Even though it was driven by so many superlatives — the worst inflation in generations and the fastest hikes to interest rates in decades, for example— this most recent bear market lasted only about nine months. It stretched from Jan. 3, 2022, when the S&P 500 set a record, until Oct. 12, when it hit bottom. That’s shorter than the typical bear market, and it also resulted in a shallower loss than average, according to data from S&P Dow Jones Indices.
“In hindsight, it might not look that bad, but it certainly feels bad in the moment,” said Brent Schutte, chief investment officer at Northwestern Mutual.
Last year was more painful for investors since both stocks and bonds lost money, he said, something that hasn’t happened in decades.
A good chunk of this bull market’s gains has been because the economy has refused to fall into a recession despite repeated predictions for one.
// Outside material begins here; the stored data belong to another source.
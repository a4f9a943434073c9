//! Commit page: header, diffstat and per-file hunks

use maud::{Markup, html};

use crate::components::commit::{signature, signature_date};
use crate::diff::{CommitInfo, DeltaInfo, DeltaStatus, Hunk, LineOrigin};
use crate::pages::{RepoContext, repo_page};
use crate::util::{plural, unhide_path};

/// Commits touching more files than this show no diff.
const MAX_DELTAS: usize = 1000;
/// Commits adding or deleting more lines than this show no diff.
const MAX_CHANGED_LINES: usize = 100_000;
/// Width of the diffstat bar in characters.
const BAR_WIDTH: usize = 80;

/// Generates `commit/<id>.html`
///
/// # Arguments
///
/// * `ctx`: Repository values
/// * `commit`: Materialized commit with its diff
/// * `parent_linked`: Whether the parent's page exists and can be linked
///
/// # Returns
///
/// Complete commit page
pub fn generate(ctx: &RepoContext, commit: &CommitInfo, parent_linked: bool) -> Markup {
    let too_large = commit.deltas().len() > MAX_DELTAS
        || commit.added_lines() > MAX_CHANGED_LINES
        || commit.deleted_lines() > MAX_CHANGED_LINES;

    repo_page(
        ctx,
        commit.summary(),
        1,
        false,
        html! {
            table id="commit-info" {
                tbody {
                    tr {
                        th { "commit" }
                        td { code { (commit.id()) } }
                    }
                    @if let Some(parent) = commit.parent_id() {
                        tr {
                            th { "parent" }
                            td {
                                @if parent_linked {
                                    a href=(format!("{}.html", parent)) { code { (parent) } }
                                } @else {
                                    code { (parent) }
                                }
                            }
                        }
                    }
                    tr {
                        th { "author" }
                        td { (signature(commit.author())) }
                        td class="date" { (signature_date(commit.author())) }
                    }
                    tr {
                        th { "committer" }
                        td { (signature(commit.committer())) }
                        td class="date" { (signature_date(commit.committer())) }
                    }
                }
            }
            pre class="commit-msg" { (commit.message()) }
            @if too_large {
                p { "Diff is too large, output suppressed." }
            } @else {
                (diffstat(commit))
                hr;
                @for (index, delta) in commit.deltas().iter().enumerate() {
                    (delta_section(ctx, index, delta))
                }
            }
        },
    )
}

fn diffstat(commit: &CommitInfo) -> Markup {
    let files = commit.deltas().len();
    html! {
        table id="diffstat" {
            tbody {
                @for (index, delta) in commit.deltas().iter().enumerate() {
                    @let (add, del) = bar_lengths(delta.added_lines, delta.deleted_lines);
                    tr {
                        td class=(status_class(delta.status)) { (delta.status.letter()) }
                        td class="expand" { a href=(format!("#h{}", index)) { (delta_label(delta)) } }
                        td class="num" align="right" {
                            @if delta.binary { "bin" } @else { (delta.added_lines + delta.deleted_lines) }
                        }
                        td class="graph" {
                            span class="add" { ("+".repeat(add)) }
                            span class="del" { ("-".repeat(del)) }
                        }
                    }
                }
            }
        }
        p class="diffstat-summary" {
            (files) " file" (plural(files)) " changed, "
            (commit.added_lines()) " insertion" (plural(commit.added_lines())) "(+), "
            (commit.deleted_lines()) " deletion" (plural(commit.deleted_lines())) "(-)"
        }
    }
}

fn delta_section(ctx: &RepoContext, index: usize, delta: &DeltaInfo) -> Markup {
    let mut line = 0usize;
    html! {
        div class="delta" id=(format!("h{}", index)) {
            pre class="delta-header" {
                "diff --git a/" (delta.old_path) " b/"
                @if let Some(href) = head_file_href(ctx, delta) {
                    a href=(href) { (delta.new_path) }
                } @else {
                    (delta.new_path)
                }
            }
            @if delta.binary {
                p { "Binary files differ." }
            } @else if !delta.hunks.is_empty() {
                table class="diff" {
                    tbody {
                        @for hunk in &delta.hunks {
                            (hunk_rows(index, hunk, &mut line))
                        }
                    }
                }
            }
        }
    }
}

fn hunk_rows(delta: usize, hunk: &Hunk, line: &mut usize) -> Markup {
    let first = *line;
    *line += hunk.lines.len();
    html! {
        tr class="hunk" {
            td {}
            td {}
            td { code { (hunk.header) } }
        }
        @for (offset, change) in hunk.lines.iter().enumerate() {
            @let anchor = format!("h{}-{}", delta, first + offset + 1);
            tr class=(origin_class(change.origin)) id=(anchor) {
                td class="num" {
                    a href=(format!("#{}", anchor)) {
                        @if let Some(old) = change.old_line { (old) }
                    }
                }
                td class="num" {
                    @if let Some(new) = change.new_line { (new) }
                }
                td { code { (change.origin.marker()) (change.content) } }
            }
        }
    }
}

/// Link into the default ref's file pages when the path still exists there.
fn head_file_href(ctx: &RepoContext, delta: &DeltaInfo) -> Option<String> {
    let default_ref = ctx.default_ref.as_ref()?;
    if delta.status == DeltaStatus::Deleted || !ctx.head_files.contains(&delta.new_path) {
        return None;
    }
    Some(format!(
        "{}{}/files/{}.html",
        ctx.repo_root(1),
        default_ref,
        unhide_path(&delta.new_path)
    ))
}

fn delta_label(delta: &DeltaInfo) -> String {
    match delta.status {
        DeltaStatus::Renamed | DeltaStatus::Copied => {
            format!("{} => {}", delta.old_path, delta.new_path)
        }
        _ => delta.path().to_string(),
    }
}

fn status_class(status: DeltaStatus) -> String {
    format!("status-{}", status.letter().to_ascii_lowercase())
}

fn origin_class(origin: LineOrigin) -> &'static str {
    match origin {
        LineOrigin::Context => "ctx",
        LineOrigin::Addition => "add",
        LineOrigin::Deletion => "del",
    }
}

/// Scales a delta's `+`/`-` counts to fit the bar.
fn bar_lengths(added: usize, deleted: usize) -> (usize, usize) {
    let changed = added + deleted;
    if changed <= BAR_WIDTH {
        return (added, deleted);
    }
    let add = if added == 0 { 0 } else { (BAR_WIDTH * added / changed + 1).min(BAR_WIDTH) };
    let del = if deleted == 0 { 0 } else { BAR_WIDTH - add };
    (add, del)
}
It’s withstood the highest interest rates since 2007, three high-profile collapses of U.S. banks since March, another threat by the U.S. government of an economy-shaking default on its debt and a series of other challenges.
“Bottom line, the economy has been very resilient,” said Anthony Saglimbene, chief markets strategist at Ameriprise Financial. “While it’s too early to know this for sure, stocks look like they’re doing what they normally do when all the negativity has been discounted into the stock market: They start moving higher in anticipation of better days ahead.”
The economy has avoided a recession so far because of a remarkably solid job market and spending by consumers. Hopes also are rising that the Fed may soon stop hiking interest rates.
The broad expectation among traders is that the Fed will hold rates steady next week, which would mark the first meeting where it hasn’t raised rates in more than a year. While it may hike rates one more time in July, the hope on Wall Street is that it won’t go beyond that. Inflation has been coming down from its peak last summer.
Challenges remain. A report this week showed the highest number of U.S. workers applied for unemployment benefits last week since October 2021.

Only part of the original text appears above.